In most such applications, there's often several ways to activate some of the features, such as underline, bold, or italics; one can highlight the part one wants to apply the feature to and then hit a button or one can "turn on" the feature, type and then "turn off" the feature. When I was writing testing programs, I had to include a choice of either activation method as there was no way I could know which the test taker had learned or preferred.
However, when I taught a course, my boss taught me, "Beginners don't need choices!". Giving someone working on a new skill choices can lead to confusion for them, they might only remember some of each choice or none of any :-)
I was thinking about this as I worked on trying to figure out the differences between my average 24 hours and my alleged :-) desired 24 hours and how to change the alleged desired into action. A memory jumped up of me from last Tuesday, when I was at a bar eating dinner and playing trivia.
We eat dinner at the bar and the menu is large and has plenty of healthy options. I can call up the menu on the internet and decide before I go, just what I want ahead of time and put it in my food tracker here. However, I pride myself on knowing what is healthy and what is not and enjoy options (I feel I am an advanced test taker :-) When we got to the bar I ordered an entirely different food and beverage option.

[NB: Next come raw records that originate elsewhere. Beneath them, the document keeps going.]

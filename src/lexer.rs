use crate::error::Span;
use crate::token::{Token, TokenType};

/// On-demand tokenizer over a byte-indexed cursor.
///
/// The lexer never fails: characters it does not understand become
/// `Illegal` tokens and an unterminated string runs to the end of input.
/// Once the input is exhausted every call returns an `Eof` token.
pub struct Lexer {
    source: String,
    position: usize,
    read_position: usize,
    ch: char,
}

impl Lexer {
    pub fn new(source: impl Into<String>) -> Self {
        let mut lexer = Self {
            source: source.into(),
            position: 0,
            read_position: 0,
            ch: '\0',
        };
        lexer.read_char();
        lexer
    }

    pub fn next_token(&mut self) -> Token {
        self.skip_whitespace();

        let start = self.position;
        if self.is_at_end() {
            return Token::new(TokenType::Eof, "", Span::new(start, start));
        }

        let c = self.ch;
        if is_letter(c) {
            let word = self.read_identifier();
            let token_type = TokenType::keyword(word).unwrap_or(TokenType::Identifier);
            let word = word.to_string();
            return Token::new(token_type, word, Span::new(start, self.position));
        }

        if c.is_ascii_digit() {
            let digits = self.read_number().to_string();
            return Token::new(TokenType::Integer, digits, Span::new(start, self.position));
        }

        if c == '"' {
            let content = self.read_string().to_string();
            return Token::new(TokenType::String, content, Span::new(start, self.position));
        }

        if let Some(token_type) = TokenType::two_char(c, self.peek_char()) {
            self.read_char();
            self.read_char();
            return self.make_token(token_type, start);
        }

        self.read_char();
        let token_type = TokenType::single_char(c).unwrap_or(TokenType::Illegal);
        self.make_token(token_type, start)
    }

    fn make_token(&self, token_type: TokenType, start: usize) -> Token {
        Token::new(
            token_type,
            &self.source[start..self.position],
            Span::new(start, self.position),
        )
    }

    fn is_at_end(&self) -> bool {
        self.position >= self.source.len()
    }

    fn read_char(&mut self) {
        self.position = self.read_position;
        match self.source[self.position..].chars().next() {
            Some(c) => {
                self.ch = c;
                self.read_position = self.position + c.len_utf8();
            }
            None => self.ch = '\0',
        }
    }

    fn peek_char(&self) -> char {
        self.source[self.read_position..]
            .chars()
            .next()
            .unwrap_or('\0')
    }

    fn skip_whitespace(&mut self) {
        while !self.is_at_end() && matches!(self.ch, ' ' | '\t' | '\n' | '\r') {
            self.read_char();
        }
    }

    fn read_identifier(&mut self) -> &str {
        let start = self.position;
        while !self.is_at_end() && (is_letter(self.ch) || self.ch.is_ascii_digit()) {
            self.read_char();
        }
        &self.source[start..self.position]
    }

    fn read_number(&mut self) -> &str {
        let start = self.position;
        while !self.is_at_end() && self.ch.is_ascii_digit() {
            self.read_char();
        }
        &self.source[start..self.position]
    }

    /// Reads the body of a string literal; the cursor starts on the opening quote.
    fn read_string(&mut self) -> &str {
        self.read_char();
        let start = self.position;
        while !self.is_at_end() && self.ch != '"' {
            if self.ch == '\\' {
                self.read_char();
                if self.is_at_end() {
                    break;
                }
            }
            self.read_char();
        }
        let end = self.position;

        // Closing quote, absent when the literal is unterminated
        if !self.is_at_end() {
            self.read_char();
        }
        &self.source[start..end]
    }
}

impl Iterator for Lexer {
    type Item = Token;

    /// Yields every token before `Eof`.
    fn next(&mut self) -> Option<Token> {
        let token = self.next_token();
        if token.is(TokenType::Eof) {
            None
        } else {
            Some(token)
        }
    }
}

fn is_letter(c: char) -> bool {
    c.is_ascii_alphabetic() || c == '_'
}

The next morning I swapped out what I had put in my food tracker before going to the bar and what I had actually had and, you guessed it, I was more than 300 calories over what I had planned; I ate healthy, but more calories than I needed.
Back to the test takers and learners. When taking our tests, the testing was timed. You may be an advanced test taker, know all the ways to "underline" but do you know how long each takes to implement? In our courses, we taught the most efficient way to activate our features.
Choices can be difficult even for advanced users because one has to look at all the options and choose one and, depending on the number of options and one's comfort and ability to make good choices (know how long each option will take to implement) the choosing can be confusing and take additional time and effort away from the actual activity. Everyone has had a large menu in front of them, been "starving" and had the waitress say, "I'll come back" because somebody in your party was slow to choose.
I think from now on, if I have a restaurant's menu in front of me online, I'll make my choices, enter them in my food tracker, and stick to those choices when I get to the restaurant. Even choosing the same thing each week when I go to play trivia (blackened tuna or salmon on a Greek salad, 3 beers) as "boring" as that seems to me, I need to get back to being a learner instead of a cocky, know-it-all test taker. I obviously am no good at substituting on the fly?